Netupitant‐palonosetron combo prevents chemo-induced nausea, vomiting
A fixed single‐dose of netupitant 300 mg plus palonosetron 0.50 mg (NEPA) was better than palonosetron and aprepitant in preventing acute and delayed* chemotherapy-induced nausea and vomiting (CINV) following multiple chemotherapy cycles, according to the results of two phase III trials.
“Oral NEPA [is] the first antiemetic combination agent targeting two critical emetic pathways. [Our findings] demonstrated the superiority [of NEPA] over palonosetron in terms of complete response (CR)** … [and] no significant nausea (NSN) rates during the acute and delayed phases … regardless of whether patients were receiving anthracycline‐cyclophosphamide (AC) MEC***, non‐AC MEC, or HEC*** regimen,” said the researchers.

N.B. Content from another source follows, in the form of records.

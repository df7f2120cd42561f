use std::net::SocketAddr;

use axum::{routing::get, Router};
use tower_http::{cors::CorsLayer, trace::TraceLayer};

use crate::state::AppState;
use crate::{auth, dashboard, images, listings, users};

pub fn build_app(state: AppState) -> Router {
    Router::new()
        .nest(
            "/api/v1",
            Router::new()
                .merge(auth::router())
                .merge(dashboard::router())
                .merge(images::router())
                .merge(listings::router())
                .merge(users::router())
                .route("/health", get(|| async { "ok" })),
        )
        .with_state(state)
        .layer(CorsLayer::permissive())
        .layer(
            TraceLayer::new_for_http()
                .make_span_with(|req: &axum::http::Request<_>| {
                    let method = req.method().clone();
                    let uri = req.uri().clone();
                    tracing::info_span!("http_request", %method, uri = %uri, status = tracing::field::Empty)
                })
                .on_response(
                    |res: &axum::http::Response<_>, latency: std::time::Duration, span: &tracing::Span| {
                        let status = res.status();
                        span.record("status", tracing::field::display(status));
                        let latency_ms = latency.as_millis();
                        if status.is_server_error() {
                            tracing::error!(%status, latency_ms, "response");
                        } else {
                            tracing::info!(%status, latency_ms, "response");
                        }
                    },
                ),
        )
}

pub async fn serve(app: Router) -> anyhow::Result<()> {
    let addr: SocketAddr = format!(
        "{}:{}",
        std::env::var("APP_HOST").unwrap_or_else(|_| "0.0.0.0".into()),
        std::env::var("APP_PORT").unwrap_or_else(|_| "8080".into())
    )
    .parse()?;

    tracing::info!("listening on {}", addr);
    let listener = tokio::net::TcpListener::bind(addr).await?;
    axum::serve(listener, app).await?;
    Ok(())
}
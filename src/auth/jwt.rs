use std::time::Duration;

use axum::extract::FromRef;
use jsonwebtoken::{decode, encode, DecodingKey, EncodingKey, Header, Validation};
use time::{Duration as TimeDuration, OffsetDateTime};
use tracing::debug;
use uuid::Uuid;

use super::claims::{Claims, TokenKind};
use crate::{config::JwtConfig, state::AppState, users::repo_types::Role};

/// Holds JWT signing and verification keys with config data.
#[derive(Clone)]
pub struct JwtKeys {
    pub encoding: EncodingKey,
    pub decoding: DecodingKey,
    pub issuer: String,
    pub audience: String,
    pub access_ttl: Duration,
    pub refresh_ttl: Duration,
}

impl From<&JwtConfig> for JwtKeys {
    fn from(cfg: &JwtConfig) -> Self {
        let minutes = |m: i64| Duration::from_secs(u64::try_from(m).unwrap_or(0) * 60);
        Self {
            encoding: EncodingKey::from_secret(cfg.secret.as_bytes()),
            decoding: DecodingKey::from_secret(cfg.secret.as_bytes()),
            issuer: cfg.issuer.clone(),
            audience: cfg.audience.clone(),
            access_ttl: minutes(cfg.ttl_minutes),
            refresh_ttl: minutes(cfg.refresh_ttl_minutes),
        }
    }
}

impl FromRef<AppState> for JwtKeys {
    fn from_ref(state: &AppState) -> Self {
        Self::from(&state.config.jwt)
    }
}

impl JwtKeys {
    fn sign_with_kind(&self, user_id: Uuid, role: Role, kind: TokenKind) -> anyhow::Result<String> {
        let now = OffsetDateTime::now_utc();
        let ttl = match kind {
            TokenKind::Access => self.access_ttl,
            TokenKind::Refresh => self.refresh_ttl,
        };
        let exp = now + TimeDuration::seconds(i64::try_from(ttl.as_secs())?);
        let claims = Claims {
            sub: user_id,
            role,
            iat: usize::try_from(now.unix_timestamp())?,
            exp: usize::try_from(exp.unix_timestamp())?,
            iss: self.issuer.clone(),
            aud: self.audience.clone(),
            kind,
        };
        let token = encode(&Header::default(), &claims, &self.encoding)?;
        debug!(user_id = %user_id, kind = ?kind, "jwt signed");
        Ok(token)
    }

    pub fn sign_access(&self, user_id: Uuid, role: Role) -> anyhow::Result<String> {
        self.sign_with_kind(user_id, role, TokenKind::Access)
    }

    pub fn sign_refresh(&self, user_id: Uuid, role: Role) -> anyhow::Result<String> {
        self.sign_with_kind(user_id, role, TokenKind::Refresh)
    }

    pub fn verify(&self, token: &str) -> anyhow::Result<Claims> {
        let mut validation = Validation::default();
        validation.set_audience(std::slice::from_ref(&self.audience));
        validation.set_issuer(std::slice::from_ref(&self.issuer));
        let data = decode::<Claims>(token, &self.decoding, &validation)?;
        debug!(user_id = %data.claims.sub, kind = ?data.claims.kind, "jwt verified");
        Ok(data.claims)
    }

    pub fn verify_refresh(&self, token: &str) -> anyhow::Result<Claims> {
        let claims = self.verify(token)?;
        if claims.kind != TokenKind::Refresh {
            anyhow::bail!("not a refresh token");
        }
        Ok(claims)
    }
}
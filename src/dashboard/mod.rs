pub mod handlers;
pub mod services;

use crate::state::AppState;
use axum::Router;

pub fn router() -> Router<AppState> {
    handlers::dashboard_routes()
}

Subjects were chemotherapy‐naïve patients who had either AC-based chemotherapy (study 1 [S1], n=1,450; median age 54 years, 98.1 percent female) or MEC/HEC (study 2 [S2], n=412; median age 58 years, 50 percent female). S1 participants were randomized 1:1 to receive NEPA or palonosetron; S2 participants were randomized 3:1 to receive NEPA or palonosetron and oral aprepitant 125 mg (day 1) followed by 80 mg (days 2–3). [Cancer Med 2019;8:2064-2073]
In S1, NEPA effectively prevented acute and delayed CINV across four chemotherapy cycles as reflected by the higher overall CR rates vs palonosetron, which ranged from 74–84 percent vs 67–75 percent (p<0.001 for all). The use of NEPA also generated better overall rates of no emesis (80–88 percent vs 72–80 percent; p<0.001 for all) and NSN (75–80 percent vs 69–75 percent; p<0.05 for all) than palonosetron.
NEPA also fared better than aprepitant‐palonosetron in S2 with numerically higher overall CR (81–91 percent vs 76–88 percent) and NSN rates (84–92 percent vs 81–86 percent).
“The high NSN rates are notable given the unmet clinical need for CINV prevention in the delayed setting, particularly for nausea control,” noted the researchers. [Curr Opin Support Palliat Care 2016;10:180-188]
CINV is a debilitating complication of routine chemotherapy which can impair quality of life and compromise treatment adherence if poorly controlled. [Support Care Cancer 2007;15:497-503; N Engl J Med 2008;358:2482-2494] Proper CINV control could subsequently lead to prolonged survival. [J Clin Oncol 2016;34:557-565; JAMA 2017;318:197-198]
“For effective antiemetic prophylaxis … prevention of CINV from the first cycle therefore remains the main goal for successful CINV control,” said the researchers. Moreover, preservation of the antiemetic effect of NEPA over multiple cycles suggests the utility of this combination in providing sustained CINV control beyond the first cycle, they added.
The study also addressed the issue of compliance given the complicated antiemetic schedules which often lead to dosing errors (ie, wrong/missed doses). [Cancer Rep 2018;1:e1127] “The convenient … once‐per‐cycle administration of oral NEPA may improve adherence to antiemetic guidelines and increase treatment compliance, hence improve CINV prevention,” said the researchers, who called for further prospective trials to elucidate the findings.
An intravenous (IV) formulation of NEPA has been developed to offer further convenience, noted the researchers. The US Food and Drug Administration also recently approved the IV NEPA-dexamethasone combo for CINV prevention in chemotherapy including, but not limited to, HEC, they added. “A phase IIIb study evaluating the safety of IV NEPA in AC‐based chemo is underway.”